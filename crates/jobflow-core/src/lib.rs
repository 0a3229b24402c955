//! jobflow-core: motor mínimo de workflows (blueprint + job).
//!
//! - `model`: acciones, steps, tabla de ejecución y máquina de estados del job.
//! - `repo`: contratos de persistencia y repositorios en memoria.
//! - `engine`: `JobEngine`, que aplica cada operación como una unidad
//!   leer -> calcular -> guardar con control optimista de versión.
pub mod engine;
pub mod errors;
pub mod model;
pub mod repo;

pub use engine::JobEngine;
pub use errors::{InvalidTransition, JobflowError, Missing, StoreError};
pub use model::{Action, ActionParseError, Blueprint, BlueprintId, ExecutionTable, Job, JobId, JobState, NewStep, Step, StepDraft, StepId,
                StepSpec, Transition, TransitionEntry};
pub use repo::{BlueprintRepository, InMemoryBlueprintRepository, InMemoryJobRepository, JobRepository};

===============

Aim of the exercise: All of the entries should be written out again exactly.

Exercise result:
filename crates/jobflow-core/src/lib.rs
repository 0a3229b24402c955
//! jobflow-core: motor mínimo de workflows (blueprint + job).
//!
//! - `model`: acciones, steps, tabla de ejecución y máquina de estados del job.
//! - `repo`: contratos de persistencia y repositorios en memoria.
//! - `engine`: `JobEngine`, que aplica cada operación como una unidad
//!   leer -> calcular -> guardar con control optimista de versión.
pub mod engine;
pub mod errors;
pub mod model;
pub mod repo;

pub use engine::JobEngine;
pub use errors::{InvalidTransition, JobflowError, Missing, StoreError};
pub use model::{Action, ActionParseError, Blueprint, BlueprintId, ExecutionTable, Job, JobId, JobState, NewStep, Step, StepDraft, StepId,
                StepSpec, Transition, TransitionEntry};
pub use repo::{BlueprintRepository, InMemoryBlueprintRepository, InMemoryJobRepository, JobRepository};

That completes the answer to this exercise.